**WORK REQUEST:** Using the data below, copy each line that includes the word "static".

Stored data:
• • •

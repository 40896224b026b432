// SPDX-License-Identifier: MIT OR Apache-2.0
//! Request-coalescing async build queue: at most one build in flight per
//! fingerprint, with every concurrent requester fanned in to the same
//! result.
//!
//! Built on `tokio::sync` primitives and `Arc`-shared counters: a build
//! either has no waiters yet (spawn it) or already has some (join the
//! existing waiter list), and every waiter receives the same `Result`
//! clone when the single execution finishes.
#![deny(unsafe_code)]
#![warn(missing_docs)]

use async_trait::async_trait;
use cdn_core::{fingerprint, BuildDescriptor};
use cdn_error::{CdnError, ErrorKind};
use std::collections::BTreeMap;
use std::sync::atomic::{AtomicU64, Ordering};
use std::sync::Arc;
use std::time::Duration;
use tokio::sync::{oneshot, Mutex, Semaphore};
use tracing::{debug, info};

/// The out-of-scope "actually run the pipeline" collaborator — in
/// production, `cdn-orchestrator`'s `BuildTask`.
#[async_trait]
pub trait BuildExecutor<T>: Send + Sync {
    /// Run the full build for `descriptor`, returning the shareable result
    /// every coalesced waiter receives a clone of.
    async fn execute(&self, descriptor: &BuildDescriptor) -> Result<T, CdnError>;
}

struct Waiter<T> {
    id: u64,
    tx: oneshot::Sender<Result<T, CdnError>>,
}

enum SlotState<T> {
    Queued { waiters: Vec<Waiter<T>> },
    InProcess { waiters: Vec<Waiter<T>> },
}

impl<T> SlotState<T> {
    fn waiters_mut(&mut self) -> &mut Vec<Waiter<T>> {
        match self {
            SlotState::Queued { waiters } | SlotState::InProcess { waiters } => waiters,
        }
    }
}

/// A handle a caller uses to wait for (or abandon) one coalesced build.
pub struct Consumer<T> {
    fingerprint: String,
    id: u64,
    rx: oneshot::Receiver<Result<T, CdnError>>,
    state: Arc<Mutex<BTreeMap<String, SlotState<T>>>>,
}

impl<T> Consumer<T> {
    /// The fingerprint this consumer is waiting on.
    #[must_use]
    pub fn fingerprint(&self) -> &str {
        &self.fingerprint
    }

    /// This consumer's waiter id, for a manual [`BuildQueue::remove_consumer`]
    /// call (e.g. a caller that drives its own `select!` against a deadline
    /// instead of using [`Consumer::wait_with_timeout`]).
    #[must_use]
    pub fn id(&self) -> u64 {
        self.id
    }

    /// Wait indefinitely for the coalesced build to finish.
    ///
    /// # Errors
    ///
    /// Propagates the build's own error, or `Fatal` if the queue dropped
    /// the sender without ever completing the build (a bug, not a normal
    /// outcome).
    pub async fn wait(self) -> Result<T, CdnError> {
        self.rx.await.unwrap_or_else(|_| Err(CdnError::new(ErrorKind::Fatal, "queue", "build task dropped without producing a result")))
    }

    /// Wait up to `deadline` for the coalesced build to finish.
    ///
    /// On expiry, this detaches itself from the fingerprint's waiter list
    /// (the same effect as [`BuildQueue::remove_consumer`]) before returning
    /// `Timeout` — the underlying build is never cancelled by a timed-out
    /// wait, only this caller's interest in its result.
    ///
    /// # Errors
    ///
    /// Returns `Timeout` if `deadline` elapses first.
    pub async fn wait_with_timeout(self, deadline: Duration) -> Result<T, CdnError> {
        let fingerprint = self.fingerprint.clone();
        let id = self.id;
        let state = Arc::clone(&self.state);
        match tokio::time::timeout(deadline, self.rx).await {
            Ok(Ok(result)) => result,
            Ok(Err(_)) => Err(CdnError::new(ErrorKind::Fatal, "queue", "build task dropped without producing a result")),
            Err(_) => {
                let mut guard = state.lock().await;
                if let Some(slot) = guard.get_mut(&fingerprint) {
                    slot.waiters_mut().retain(|w| w.id != id);
                }
                drop(guard);
                Err(CdnError::new(ErrorKind::Timeout, "queue", "timed out waiting for build"))
            }
        }
    }
}

/// Coalescing build queue bounded by a fixed worker pool.
pub struct BuildQueue<T, E> {
    executor: Arc<E>,
    state: Arc<Mutex<BTreeMap<String, SlotState<T>>>>,
    semaphore: Arc<Semaphore>,
    next_waiter_id: AtomicU64,
}

impl<T, E> BuildQueue<T, E>
where
    T: Clone + Send + Sync + 'static,
    E: BuildExecutor<T> + Send + Sync + 'static,
{
    /// Construct a queue bounded to `concurrency` simultaneous builds.
    #[must_use]
    pub fn new(executor: E, concurrency: usize) -> Self {
        Self {
            executor: Arc::new(executor),
            state: Arc::new(Mutex::new(BTreeMap::new())),
            semaphore: Arc::new(Semaphore::new(concurrency.max(1))),
            next_waiter_id: AtomicU64::new(0),
        }
    }

    /// Submit `descriptor` for building, coalescing with any in-flight or
    /// queued build for the same fingerprint. `requester_tag` is carried
    /// only for logging (e.g. a request ID or client IP).
    pub async fn add(&self, descriptor: BuildDescriptor, requester_tag: impl Into<String>) -> Consumer<T> {
        let requester_tag = requester_tag.into();
        let fp = fingerprint(&descriptor);
        let id = self.next_waiter_id.fetch_add(1, Ordering::Relaxed);
        let (tx, rx) = oneshot::channel();

        let mut state = self.state.lock().await;
        match state.get_mut(&fp) {
            Some(slot) => {
                debug!(target: "cdn.queue", fingerprint = %fp, requester_tag, waiter_id = id, "coalescing onto in-flight build");
                slot.waiters_mut().push(Waiter { id, tx });
            }
            None => {
                debug!(target: "cdn.queue", fingerprint = %fp, requester_tag, waiter_id = id, "starting new build");
                state.insert(fp.clone(), SlotState::Queued { waiters: vec![Waiter { id, tx }] });
                self.spawn_worker(fp.clone(), descriptor);
            }
        }
        drop(state);

        Consumer { fingerprint: fp, id, rx, state: Arc::clone(&self.state) }
    }

    /// Detach waiter `consumer_id` from the in-flight build for
    /// `fingerprint`, e.g. because its own caller already gave up via
    /// `Consumer::wait_with_timeout`. A no-op if the build has already
    /// completed and fanned out (the waiter list is gone by then) or the
    /// waiter was never registered.
    pub async fn remove_consumer(&self, fingerprint: &str, consumer_id: u64) {
        let mut state = self.state.lock().await;
        if let Some(slot) = state.get_mut(fingerprint) {
            slot.waiters_mut().retain(|w| w.id != consumer_id);
        }
    }

    /// Number of fingerprints with a build currently queued or in-flight.
    pub async fn active_fingerprints(&self) -> usize {
        self.state.lock().await.len()
    }

    fn spawn_worker(&self, fp: String, descriptor: BuildDescriptor) {
        let executor = Arc::clone(&self.executor);
        let state = Arc::clone(&self.state);
        let semaphore = Arc::clone(&self.semaphore);

        tokio::spawn(async move {
            let permit = semaphore.acquire_owned().await.expect("semaphore is never closed");
            {
                let mut guard = state.lock().await;
                if let Some(slot) = guard.get_mut(&fp) {
                    let waiters = std::mem::take(slot.waiters_mut());
                    *slot = SlotState::InProcess { waiters };
                }
            }

            let result = executor.execute(&descriptor).await;
            drop(permit);

            let waiters = {
                let mut guard = state.lock().await;
                match guard.remove(&fp) {
                    Some(slot) => match slot {
                        SlotState::Queued { waiters } | SlotState::InProcess { waiters } => waiters,
                    },
                    None => Vec::new(),
                }
            };

            info!(target: "cdn.queue", fingerprint = %fp, waiters = waiters.len(), ok = result.is_ok(), "build finished, fanning out");
            for waiter in waiters {
                let _ = waiter.tx.send(clone_result(&result));
            }
        });
    }
}

fn clone_result<T: Clone>(result: &Result<T, CdnError>) -> Result<T, CdnError> {
    match result {
        Ok(value) => Ok(value.clone()),
        Err(err) => Err(CdnError::new(err.kind, err.stage.clone(), err.message.clone())),
    }
}

#[cfg(test)]
mod tests {
    use super::*;
    use cdn_core::{Package, Target};
    use std::sync::atomic::AtomicU32;
    use std::time::Duration;
    use tokio::sync::Notify;

    struct CountingExecutor {
        calls: AtomicU32,
        delay: Duration,
        fail: bool,
        release: Arc<Notify>,
    }

    #[async_trait]
    impl BuildExecutor<u32> for CountingExecutor {
        async fn execute(&self, _descriptor: &BuildDescriptor) -> Result<u32, CdnError> {
            let n = self.calls.fetch_add(1, Ordering::SeqCst) + 1;
            if !self.delay.is_zero() {
                tokio::time::sleep(self.delay).await;
            } else {
                self.release.notified().await;
            }
            if self.fail {
                Err(CdnError::new(ErrorKind::BuildFailed, "bundle", "simulated failure"))
            } else {
                Ok(n)
            }
        }
    }

    fn descriptor() -> BuildDescriptor {
        BuildDescriptor::new(Package { name: "lodash".to_string(), version: "4.17.21".to_string(), submodule: String::new() }, 136, Target::Es2022)
    }

    #[tokio::test]
    async fn single_request_gets_the_build_result() {
        let release = Arc::new(Notify::new());
        release.notify_one();
        let executor = CountingExecutor { calls: AtomicU32::new(0), delay: Duration::ZERO, fail: false, release };
        let queue = BuildQueue::new(executor, 4);
        let consumer = queue.add(descriptor(), "test").await;
        assert_eq!(consumer.wait().await.unwrap(), 1);
    }

    #[tokio::test]
    async fn concurrent_requests_for_same_fingerprint_coalesce_to_one_execution() {
        let release = Arc::new(Notify::new());
        let executor = CountingExecutor { calls: AtomicU32::new(0), delay: Duration::ZERO, fail: false, release: Arc::clone(&release) };
        let queue = Arc::new(BuildQueue::new(executor, 4));

        let c1 = queue.add(descriptor(), "req-1").await;
        let c2 = queue.add(descriptor(), "req-2").await;
        let c3 = queue.add(descriptor(), "req-3").await;

        release.notify_waiters();
        let (r1, r2, r3) = tokio::join!(c1.wait(), c2.wait(), c3.wait());
        assert_eq!(r1.unwrap(), 1);
        assert_eq!(r2.unwrap(), 1);
        assert_eq!(r3.unwrap(), 1);
    }

    #[tokio::test]
    async fn distinct_fingerprints_each_get_their_own_execution() {
        let release = Arc::new(Notify::new());
        release.notify_one();
        release.notify_one();
        let executor = CountingExecutor { calls: AtomicU32::new(0), delay: Duration::ZERO, fail: false, release };
        let queue = BuildQueue::new(executor, 4);

        let mut desc_a = descriptor();
        desc_a.package.name = "react".to_string();
        let mut desc_b = descriptor();
        desc_b.package.name = "preact".to_string();

        let a = queue.add(desc_a, "req-a").await.wait().await.unwrap();
        let b = queue.add(desc_b, "req-b").await.wait().await.unwrap();
        assert_ne!(a, b);
    }

    #[tokio::test]
    async fn failure_is_fanned_out_to_every_waiter() {
        let release = Arc::new(Notify::new());
        let executor = CountingExecutor { calls: AtomicU32::new(0), delay: Duration::ZERO, fail: true, release: Arc::clone(&release) };
        let queue = Arc::new(BuildQueue::new(executor, 4));

        let c1 = queue.add(descriptor(), "req-1").await;
        let c2 = queue.add(descriptor(), "req-2").await;
        release.notify_waiters();

        let (r1, r2) = tokio::join!(c1.wait(), c2.wait());
        assert!(r1.is_err());
        assert!(r2.is_err());
    }

    #[tokio::test]
    async fn wait_with_timeout_times_out_without_cancelling_the_build() {
        let executor = CountingExecutor { calls: AtomicU32::new(0), delay: Duration::from_millis(200), fail: false, release: Arc::new(Notify::new()) };
        let queue = BuildQueue::new(executor, 4);
        let consumer = queue.add(descriptor(), "req-1").await;
        let err = consumer.wait_with_timeout(Duration::from_millis(10)).await.unwrap_err();
        assert_eq!(err.kind, ErrorKind::Timeout);
    }

    #[tokio::test]
    async fn remove_consumer_detaches_without_affecting_other_waiters() {
        let release = Arc::new(Notify::new());
        let executor = CountingExecutor { calls: AtomicU32::new(0), delay: Duration::ZERO, fail: false, release: Arc::clone(&release) };
        let queue = Arc::new(BuildQueue::new(executor, 4));

        let c1 = queue.add(descriptor(), "req-1").await;
        let c2 = queue.add(descriptor(), "req-2").await;
        queue.remove_consumer(c1.fingerprint(), c1.id).await;
        drop(c1);

        release.notify_waiters();
        assert_eq!(c2.wait().await.unwrap(), 1);
    }

    #[tokio::test]
    async fn concurrency_limit_is_respected_across_distinct_fingerprints() {
        let release = Arc::new(Notify::new());
        let executor = CountingExecutor { calls: AtomicU32::new(0), delay: Duration::from_millis(50), fail: false, release };
        let queue = Arc::new(BuildQueue::new(executor, 1));

        let mut desc_a = descriptor();
        desc_a.package.name = "react".to_string();
        let mut desc_b = descriptor();
        desc_b.package.name = "preact".to_string();

        let start = tokio::time::Instant::now();
        let ca = queue.add(desc_a, "req-a").await;
        let cb = queue.add(desc_b, "req-b").await;
        let (_, _) = tokio::join!(ca.wait(), cb.wait());
        assert!(start.elapsed() >= Duration::from_millis(90));
    }
}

• • •

**REPLY TO THE TASK:**
    T: Clone + Send + Sync + 'static,
    E: BuildExecutor<T> + Send + Sync + 'static,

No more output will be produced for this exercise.